4. Justice fiscale. L'évitement fiscal prive, chaque année dans le monde, des gouvernements en manque de liquidités de recettes comprises entre 100 et 200 milliards de dollars. L'été dernier, après de longues négociations, un accord historique a été conclu dans le cadre du G20, plus de 135 pays et juridictions approuvant un plan de l'OCDE "reposant sur deux piliers qui vise à réformer les règles de la fiscalité internationale et à faire en sorte que les entreprises multinationales paient une juste part d'impôt quel que soit le lieu où elles exercent des activités." C'est une avancée qui a été largement saluée, y compris par moi. Il s'agit à la fois d'une étape vers la résolution du problème de la fraude fiscale afin de construire une forme plus juste de mondialisation, mais aussi d'un exemple précieux des résultats significatifs que la coopération multilatérale peut produire.
Il est donc très frustrant de constater qu'en tant qu'Union, nous n'avons pas encore été en mesure de transposer cet accord international dans le droit de l'Union, en raison de l'opposition d'un État membre. Nous nous tirons une balle dans le pied: nos citoyens veulent que les choses bougent dans ce dossier et tous les gouvernements ont besoin de recettes pour faire face aux multiples crises auxquelles nous sommes confrontés. Et il est également difficile d'expliquer à nos partenaires qu'une Union qui se targue de ses compétences en matière de multilatéralisme n'est pas en mesure de tenir ses engagements. Cela ne fera qu'encourager ceux qui ont leurs propres réserves à bloquer leur ratification. C'est le contraire de ce dont le monde a besoin: plutôt que de stimuler le multilatéralisme, nous nous retrouvons dans une impasse.

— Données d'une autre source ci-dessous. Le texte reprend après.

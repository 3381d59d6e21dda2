//! Interactive game screens on the terminal.

use std::io::{self, BufRead, Write};

use anyhow::{bail, Result};
use phonics_garden::catalog::{self, Digraph};
use phonics_garden::game::rounds::{self, HuntGame, MatchGame, RoundOutcome};
use phonics_garden::game::GameStore;
use rand::rngs::StdRng;
use rand::SeedableRng;

use crate::cli::{describe_outcome, App};

/// Read one trimmed line. `None` on end of input or `q`.
fn ask(question: &str) -> Result<Option<String>> {
    print!("{question} ");
    io::stdout().flush()?;

    let mut line = String::new();
    if io::stdin().lock().read_line(&mut line)? == 0 {
        return Ok(None);
    }
    let answer = line.trim().to_string();
    if answer.eq_ignore_ascii_case("q") {
        return Ok(None);
    }
    Ok(Some(answer))
}

/// Resolve an answer typed as a 1-based option number or as the option itself.
fn pick<'a, T>(answer: &str, options: &'a [T], name: impl Fn(&T) -> &str) -> Option<&'a T> {
    if let Ok(n) = answer.parse::<usize>() {
        return n.checked_sub(1).and_then(|i| options.get(i));
    }
    options
        .iter()
        .find(|option| name(option).eq_ignore_ascii_case(answer))
}

pub fn lesson(id: &str) -> Result<&'static Digraph> {
    match catalog::by_id(id) {
        Some(lesson) => Ok(lesson),
        None => bail!(
            "Unknown lesson '{id}'. Try one of: {}",
            catalog::lesson_ids().collect::<Vec<_>>().join(", ")
        ),
    }
}

fn apply(store: &GameStore, outcome: RoundOutcome) {
    println!("{}", outcome.feedback);
    store.dispatch_all(outcome.intents);
}

async fn narrate(app: &App, text: &str) -> Result<()> {
    let out = crate::cli::default_clip_path();
    let narrator = app.narrator(&out)?;
    let outcome = narrator.speak(text).await;
    println!("  ({})", describe_outcome(outcome, &out));
    Ok(())
}

async fn narrate_digraph(app: &App, sound: &str, example_phrase: Option<&str>) -> Result<()> {
    let out = crate::cli::default_clip_path();
    let narrator = app.narrator(&out)?;
    let outcome = narrator.speak_digraph(sound, example_phrase).await;
    println!("  ({})", describe_outcome(outcome, &out));
    Ok(())
}

pub async fn intro(app: &App, id: &str, speak: bool) -> Result<()> {
    let lesson = lesson(id)?;
    app.store.select_lesson(lesson.id);
    let session = app.store.begin_session();

    for line in [lesson.intro.letter1, lesson.intro.letter2, lesson.intro.together] {
        println!("{line}");
        if speak {
            narrate(app, line).await?;
        }
    }
    println!("Mouth: {}", lesson.mouth_position);
    println!("Tip: {}", lesson.teaching_tip);

    app.store.dispatch_all(rounds::finish_intro(lesson.id));
    session.end();
    Ok(())
}

pub async fn explore(app: &App, id: &str, speak: bool) -> Result<()> {
    let lesson = lesson(id)?;
    app.store.select_lesson(lesson.id);
    let session = app.store.begin_session();

    println!("{} says {} ({})", lesson.letters, lesson.sound, lesson.phonetic);
    if speak {
        narrate_digraph(app, lesson.audio_text, Some(lesson.example_phrase)).await?;
    }
    let words = |list: &[catalog::DigraphWord]| {
        list.iter()
            .map(|w| format!("{} {}", w.image, w.word))
            .collect::<Vec<_>>()
            .join("  ")
    };
    println!("At the start: {}", words(lesson.beginning));
    println!("At the end:   {}", words(lesson.ending));
    println!("Special word: {}", lesson.special);

    if ask("Press Enter when you are done (q to stop)")?.is_none() {
        return Ok(());
    }

    let before = app.store.snapshot();
    let state = app
        .store
        .dispatch_all(rounds::finish_lesson(&before, lesson.id));
    if state.rewards.stars > before.rewards.stars {
        println!("⭐ +1 star (total {})", state.rewards.stars);
    }
    if state.all_explored() {
        println!("You explored every sound!");
    }
    session.end();
    Ok(())
}

pub async fn hunt(app: &App, max_rounds: u32, speak: bool) -> Result<()> {
    let mut rng = StdRng::from_os_rng();
    let mut game = HuntGame::new();
    let session = app.store.begin_session();

    for _ in 0..max_rounds {
        let round = game.next_round(&mut rng);
        if speak {
            narrate_digraph(app, round.target.sound_label, None).await?;
        }
        println!(
            "\nWhich letters say {} ({})?",
            round.target.sound, round.target.sound_label
        );
        for (i, option) in round.options.iter().enumerate() {
            println!("  {}) {}", i + 1, option.letters);
        }

        let Some(answer) = ask(">")? else { break };
        let Some(choice) = pick(&answer, &round.options, |d| d.id) else {
            println!("Pick a number from the list.");
            continue;
        };
        let outcome = game.answer(&round, choice.id, &mut rng);
        apply(&app.store, outcome);
    }

    let state = session.end();
    println!(
        "\nScore: {}  Stars: {}  Stickers: {}",
        game.score(),
        state.rewards.stars,
        state.rewards.stickers.len()
    );
    Ok(())
}

pub async fn picture_match(app: &App, max_rounds: u32) -> Result<()> {
    let mut rng = StdRng::from_os_rng();
    let mut game = MatchGame::new();
    let session = app.store.begin_session();

    for _ in 0..max_rounds {
        let Some(round) = game.next_round(&mut rng) else {
            break;
        };
        println!(
            "\nWhich picture has the {} sound ({})?",
            round.lesson.letters, round.lesson.sound_label
        );
        for (i, option) in round.options.iter().enumerate() {
            println!("  {}) {}", i + 1, option.image);
        }

        let Some(answer) = ask(">")? else { break };
        let Some(choice) = pick(&answer, &round.options, |w| w.word) else {
            println!("Pick a number from the list.");
            continue;
        };
        let outcome = game.answer(&round, choice.word, &mut rng);
        if outcome.correct {
            println!("{} {}", round.answer.image, round.answer.word);
        }
        apply(&app.store, outcome);
    }

    let state = session.end();
    println!(
        "\nScore: {}  Stars: {}  Stickers: {}",
        game.score(),
        state.rewards.stars,
        state.rewards.stickers.len()
    );
    Ok(())
}

pub async fn say(app: &App, text: &str, out: &std::path::Path) -> Result<()> {
    let narrator = app.narrator(out)?;
    let outcome = narrator.speak(text).await;
    println!("{}", describe_outcome(outcome, out));
    Ok(())
}
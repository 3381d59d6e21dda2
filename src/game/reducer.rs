//! Pure state transitions for the game.

use chrono::NaiveDate;

use crate::catalog;
use crate::game::intent::{GameIntent, Intent};
use crate::game::progress::DigraphProgress;
use crate::game::state::GameState;
use crate::game::streak::DAILY_GOAL_SECONDS;

/// Reducer transforms state based on intents.
///
/// The reducer is the only place where state transitions happen and must
/// stay a pure function of `(State, Intent)`. Time enters through the
/// intents themselves.
pub trait Reducer {
    type State: Clone + PartialEq + Default;
    type Intent: Intent;

    fn reduce(state: Self::State, intent: Self::Intent) -> Self::State;
}

pub struct GameReducer;

impl Reducer for GameReducer {
    type State = GameState;
    type Intent = GameIntent;

    fn reduce(mut state: GameState, intent: GameIntent) -> GameState {
        match intent {
            GameIntent::SelectLesson { lesson_id } => {
                if catalog::contains(&lesson_id) {
                    state.current_lesson = Some(lesson_id);
                } else {
                    tracing::debug!(lesson_id = %lesson_id, "Ignoring selection of unknown lesson");
                }
            }
            GameIntent::MarkExplored { lesson_id } => {
                with_lesson(&mut state, &lesson_id, |p| p.explored = true);
            }
            GameIntent::MarkIntroSeen { lesson_id } => {
                with_lesson(&mut state, &lesson_id, |p| p.has_seen_intro = true);
            }
            GameIntent::RecordPractice { lesson_id, correct } => {
                let known = with_lesson(&mut state, &lesson_id, |p| p.record_attempt(correct));
                if known && correct {
                    state.rewards.add_stars(1);
                }
            }
            GameIntent::AddStars { count } => state.rewards.add_stars(count),
            GameIntent::AddSticker { sticker } => {
                state.rewards.add_sticker(&sticker);
            }
            GameIntent::AddRainbowStripe => state.rewards.add_rainbow_stripe(),
            GameIntent::ResetProgress => state.reset_progress(),
            GameIntent::StartSession { now } => state.timer.start(now),
            GameIntent::EndSession { now } => {
                if state.timer.end(now).is_some() {
                    evaluate_streak(&mut state, now.date());
                }
            }
            GameIntent::EvaluateStreak { today } => evaluate_streak(&mut state, today),
            GameIntent::RedeemIceCream => {
                if !state.streak.redeem() {
                    tracing::debug!("Ice cream not earned yet, nothing to redeem");
                }
            }
            GameIntent::AssignPlayer {
                player_id,
                player_name,
            } => {
                state.player.player_id = Some(player_id);
                state.player.player_name = player_name;
            }
            GameIntent::ApplyRemote(snapshot) => state.apply_remote(snapshot),
        }
        state
    }
}

/// Apply `f` to a lesson's progress. Unknown lesson ids are a silent no-op.
fn with_lesson(
    state: &mut GameState,
    lesson_id: &str,
    f: impl FnOnce(&mut DigraphProgress),
) -> bool {
    match state.progress.get_mut(lesson_id) {
        Some(progress) => {
            f(progress);
            true
        }
        None => {
            tracing::debug!(lesson_id = %lesson_id, "Ignoring progress update for unknown lesson");
            false
        }
    }
}

/// Credit `today` when the daily goal has been met on that date.
fn evaluate_streak(state: &mut GameState, today: NaiveDate) {
    if state.timer.seconds_on(today) < DAILY_GOAL_SECONDS {
        return;
    }
    let update = state.streak.credit_day(today);
    tracing::debug!(?update, streak_days = state.streak.streak_days, "Daily goal met");
}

Investir dans l'action multilatérale
Chaque cas est différent, mais ce que ces questions ont en commun, c'est que pour chaque bien public mondial, la définition du problème existe et nous disposons d'un cadre international bien établi pour y remédier. Mais le système peine à produire des résultats à l'échelle et à la vitesse requises.
Là où le problème se trouve au sein de l'UE, nous n'avons vraiment aucune excuse pour ne pas respecter nos engagements. Toutefois, par définition, l'UE ne peut pas résoudre ces problèmes à elle seule: les organisations régionales peuvent apporter leur contribution, mais ne peuvent pas fournir des biens publics mondiaux. Cela nécessite des efforts accrus de tout le monde, en particulier des pays développés.
Bien évidemment, le contexte géopolitique de la guerre menée par le Russie contre l'Ukraine complique cette tâche. Nous constatons une aggravation des tensions qui fait tache d'huile dans toutes les enceintes multilatérales. Nous devons bien sûr défendre nos principes et préserver les éléments fondamentaux de l'ordre fondé sur des règles face à des concurrents révisionnistes tels que la Russie et la Chine. Dans le même temps, nous devons, d'une manière ou d'une autre, continuer à travailler avec toutes les puissances pour résoudre les problèmes mondiaux. Il s'agit d'un exercice d'équilibre qui nécessite des ajustements constants et une coordination étroite avec des partenaires partageant les mêmes valeurs. La réunion des ministres des affaires étrangères du G20 en Indonésie est un moment crucial pour y parvenir, surtout en ce qui concerne la grave crise alimentaire et énergétique, mais également en ce qui concerne les vaccins, le climat et tous les autres biens publics dont notre monde a tant besoin.